| Brief |
Search the entries below for the word "FUNCTIONS", then copy each line in which it is found.
——————
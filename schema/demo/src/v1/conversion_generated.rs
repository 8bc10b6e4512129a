// Generated conversions between the v1 and internal packages.
// Run `convgen update --config schema/demo/convgen.toml` to refresh.

use super::*;
use crate::{ConversionError, Scheme, Scope, newer};

// AUTO-GENERATED FUNCTIONS START HERE
#[allow(non_snake_case, unused_variables)]
pub fn Convert_v1_Binding_To_api_Binding(
    src: &Binding,
    dst: &mut newer::Binding,
    scope: &mut dyn Scope,
) -> Result<(), ConversionError> {
    Convert_v1_ObjectMeta_To_api_ObjectMeta(&src.metadata, &mut dst.metadata, scope)?;
    dst.target = src.target.clone();
    Ok(())
}

#[allow(non_snake_case, unused_variables)]
pub fn Convert_api_Binding_To_v1_Binding(
    src: &newer::Binding,
    dst: &mut Binding,
    scope: &mut dyn Scope,
) -> Result<(), ConversionError> {
    Convert_api_ObjectMeta_To_v1_ObjectMeta(&src.metadata, &mut dst.metadata, scope)?;
    dst.target = src.target.clone();
    Ok(())
}

#[allow(non_snake_case, unused_variables)]
pub fn Convert_v1_ObjectMeta_To_api_ObjectMeta(
    src: &ObjectMeta,
    dst: &mut newer::ObjectMeta,
    scope: &mut dyn Scope,
) -> Result<(), ConversionError> {
    dst.name = src.name.clone();
    dst.namespace = src.namespace.clone();
    dst.labels = src.labels.clone();
    dst.generation = src.generation;
    Ok(())
}

#[allow(non_snake_case, unused_variables)]
pub fn Convert_api_ObjectMeta_To_v1_ObjectMeta(
    src: &newer::ObjectMeta,
    dst: &mut ObjectMeta,
    scope: &mut dyn Scope,
) -> Result<(), ConversionError> {
    dst.name = src.name.clone();
    dst.namespace = src.namespace.clone();
    dst.labels = src.labels.clone();
    dst.generation = src.generation;
    Ok(())
}

#[allow(non_snake_case, unused_variables)]
pub fn Convert_v1_Container_To_api_Container(
    src: &Container,
    dst: &mut newer::Container,
    scope: &mut dyn Scope,
) -> Result<(), ConversionError> {
    dst.name = src.name.clone();
    dst.image = src.image.clone();
    dst.ports = src
        .ports
        .iter()
        .map(|value| -> Result<_, ConversionError> {
            Ok({
                let mut out: newer::ContainerPort = Default::default();
                Convert_v1_ContainerPort_To_api_ContainerPort(value, &mut out, scope)?;
                out
            })
        })
        .collect::<Result<Vec<_>, ConversionError>>()?;
    dst.resources = src
        .resources
        .iter()
        .map(|(key, value)| -> Result<_, ConversionError> {
            Ok((
                key.clone(),
                {
                    let mut out: newer::Quantity = Default::default();
                    convert_quantity_v1_to_api(value, &mut out, scope)?;
                    out
                },
            ))
        })
        .collect::<Result<::std::collections::BTreeMap<_, _>, ConversionError>>()?;
    Ok(())
}

#[allow(non_snake_case, unused_variables)]
pub fn Convert_api_Container_To_v1_Container(
    src: &newer::Container,
    dst: &mut Container,
    scope: &mut dyn Scope,
) -> Result<(), ConversionError> {
    dst.name = src.name.clone();
    dst.image = src.image.clone();
    dst.ports = src
        .ports
        .iter()
        .map(|value| -> Result<_, ConversionError> {
            Ok({
                let mut out: ContainerPort = Default::default();
                Convert_api_ContainerPort_To_v1_ContainerPort(value, &mut out, scope)?;
                out
            })
        })
        .collect::<Result<Vec<_>, ConversionError>>()?;
    dst.resources = src
        .resources
        .iter()
        .map(|(key, value)| -> Result<_, ConversionError> {
            Ok((
                key.clone(),
                {
                    let mut out: Quantity = Default::default();
                    convert_quantity_api_to_v1(value, &mut out, scope)?;
                    out
                },
            ))
        })
        .collect::<Result<::std::collections::BTreeMap<_, _>, ConversionError>>()?;
    Ok(())
}

#[allow(non_snake_case, unused_variables)]
pub fn Convert_v1_ContainerPort_To_api_ContainerPort(
    src: &ContainerPort,
    dst: &mut newer::ContainerPort,
    scope: &mut dyn Scope,
) -> Result<(), ConversionError> {
    dst.name = src.name.clone();
    dst.containerPort = src.containerPort;
    dst.protocol = src.protocol.clone();
    Ok(())
}

#[allow(non_snake_case, unused_variables)]
pub fn Convert_api_ContainerPort_To_v1_ContainerPort(
    src: &newer::ContainerPort,
    dst: &mut ContainerPort,
    scope: &mut dyn Scope,
) -> Result<(), ConversionError> {
    dst.name = src.name.clone();
    dst.containerPort = src.containerPort;
    dst.protocol = src.protocol.clone();
    Ok(())
}

#[allow(non_snake_case, unused_variables)]
pub fn Convert_v1_HostPathVolumeSource_To_api_HostPathVolumeSource(
    src: &HostPathVolumeSource,
    dst: &mut newer::HostPathVolumeSource,
    scope: &mut dyn Scope,
) -> Result<(), ConversionError> {
    dst.path = src.path.clone();
    Ok(())
}

#[allow(non_snake_case, unused_variables)]
pub fn Convert_api_HostPathVolumeSource_To_v1_HostPathVolumeSource(
    src: &newer::HostPathVolumeSource,
    dst: &mut HostPathVolumeSource,
    scope: &mut dyn Scope,
) -> Result<(), ConversionError> {
    dst.path = src.path.clone();
    Ok(())
}

#[allow(non_snake_case, unused_variables)]
pub fn Convert_v1_Pod_To_api_Pod(
    src: &Pod,
    dst: &mut newer::Pod,
    scope: &mut dyn Scope,
) -> Result<(), ConversionError> {
    Convert_v1_ObjectMeta_To_api_ObjectMeta(&src.metadata, &mut dst.metadata, scope)?;
    Convert_v1_PodSpec_To_api_PodSpec(&src.spec, &mut dst.spec, scope)?;
    Ok(())
}

#[allow(non_snake_case, unused_variables)]
pub fn Convert_api_Pod_To_v1_Pod(
    src: &newer::Pod,
    dst: &mut Pod,
    scope: &mut dyn Scope,
) -> Result<(), ConversionError> {
    Convert_api_ObjectMeta_To_v1_ObjectMeta(&src.metadata, &mut dst.metadata, scope)?;
    Convert_api_PodSpec_To_v1_PodSpec(&src.spec, &mut dst.spec, scope)?;
    Ok(())
}

#[allow(non_snake_case, unused_variables)]
pub fn Convert_v1_PodSpec_To_api_PodSpec(
    src: &PodSpec,
    dst: &mut newer::PodSpec,
    scope: &mut dyn Scope,
) -> Result<(), ConversionError> {
    dst.volumes = src
        .volumes
        .iter()
        .map(|value| -> Result<_, ConversionError> {
            Ok({
                let mut out: newer::Volume = Default::default();
                Convert_v1_Volume_To_api_Volume(value, &mut out, scope)?;
                out
            })
        })
        .collect::<Result<Vec<_>, ConversionError>>()?;
    dst.containers = src
        .containers
        .iter()
        .map(|value| -> Result<_, ConversionError> {
            Ok({
                let mut out: newer::Container = Default::default();
                Convert_v1_Container_To_api_Container(value, &mut out, scope)?;
                out
            })
        })
        .collect::<Result<Vec<_>, ConversionError>>()?;
    dst.restartPolicy = src.restartPolicy.clone();
    dst.nodeSelector = src.nodeSelector.clone();
    Ok(())
}

#[allow(non_snake_case, unused_variables)]
pub fn Convert_api_PodSpec_To_v1_PodSpec(
    src: &newer::PodSpec,
    dst: &mut PodSpec,
    scope: &mut dyn Scope,
) -> Result<(), ConversionError> {
    dst.volumes = src
        .volumes
        .iter()
        .map(|value| -> Result<_, ConversionError> {
            Ok({
                let mut out: Volume = Default::default();
                Convert_api_Volume_To_v1_Volume(value, &mut out, scope)?;
                out
            })
        })
        .collect::<Result<Vec<_>, ConversionError>>()?;
    dst.containers = src
        .containers
        .iter()
        .map(|value| -> Result<_, ConversionError> {
            Ok({
                let mut out: Container = Default::default();
                Convert_api_Container_To_v1_Container(value, &mut out, scope)?;
                out
            })
        })
        .collect::<Result<Vec<_>, ConversionError>>()?;
    dst.restartPolicy = src.restartPolicy.clone();
    dst.nodeSelector = src.nodeSelector.clone();
    Ok(())
}

#[allow(non_snake_case, unused_variables)]
pub fn Convert_v1_Volume_To_api_Volume(
    src: &Volume,
    dst: &mut newer::Volume,
    scope: &mut dyn Scope,
) -> Result<(), ConversionError> {
    dst.name = src.name.clone();
    dst.hostPath = match src.hostPath.as_deref() {
        Some(value) => {
            Some(
                Box::new({
                    let mut out: newer::HostPathVolumeSource = Default::default();
                    Convert_v1_HostPathVolumeSource_To_api_HostPathVolumeSource(
                        value,
                        &mut out,
                        scope,
                    )?;
                    out
                }),
            )
        }
        None => None,
    };
    Ok(())
}

#[allow(non_snake_case, unused_variables)]
pub fn Convert_api_Volume_To_v1_Volume(
    src: &newer::Volume,
    dst: &mut Volume,
    scope: &mut dyn Scope,
) -> Result<(), ConversionError> {
    dst.name = src.name.clone();
    dst.hostPath = match src.hostPath.as_deref() {
        Some(value) => {
            Some(
                Box::new({
                    let mut out: HostPathVolumeSource = Default::default();
                    Convert_api_HostPathVolumeSource_To_v1_HostPathVolumeSource(
                        value,
                        &mut out,
                        scope,
                    )?;
                    out
                }),
            )
        }
        None => None,
    };
    Ok(())
}
// AUTO-GENERATED FUNCTIONS END HERE

pub fn register(scheme: &mut Scheme) -> Result<(), ConversionError> {
	scheme.add_generated_conversion_funcs(
		Convert_v1_Binding_To_api_Binding,
		Convert_api_Binding_To_v1_Binding,
		Convert_v1_ObjectMeta_To_api_ObjectMeta,
		Convert_api_ObjectMeta_To_v1_ObjectMeta,
		Convert_v1_Container_To_api_Container,
		Convert_api_Container_To_v1_Container,
		Convert_v1_ContainerPort_To_api_ContainerPort,
		Convert_api_ContainerPort_To_v1_ContainerPort,
		Convert_v1_HostPathVolumeSource_To_api_HostPathVolumeSource,
		Convert_api_HostPathVolumeSource_To_v1_HostPathVolumeSource,
		Convert_v1_Pod_To_api_Pod,
		Convert_api_Pod_To_v1_Pod,
		Convert_v1_PodSpec_To_api_PodSpec,
		Convert_api_PodSpec_To_v1_PodSpec,
		Convert_v1_Volume_To_api_Volume,
		Convert_api_Volume_To_v1_Volume,
	)
}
——————
| Response to this exercise |
// AUTO-GENERATED FUNCTIONS START HERE
// AUTO-GENERATED FUNCTIONS END HERE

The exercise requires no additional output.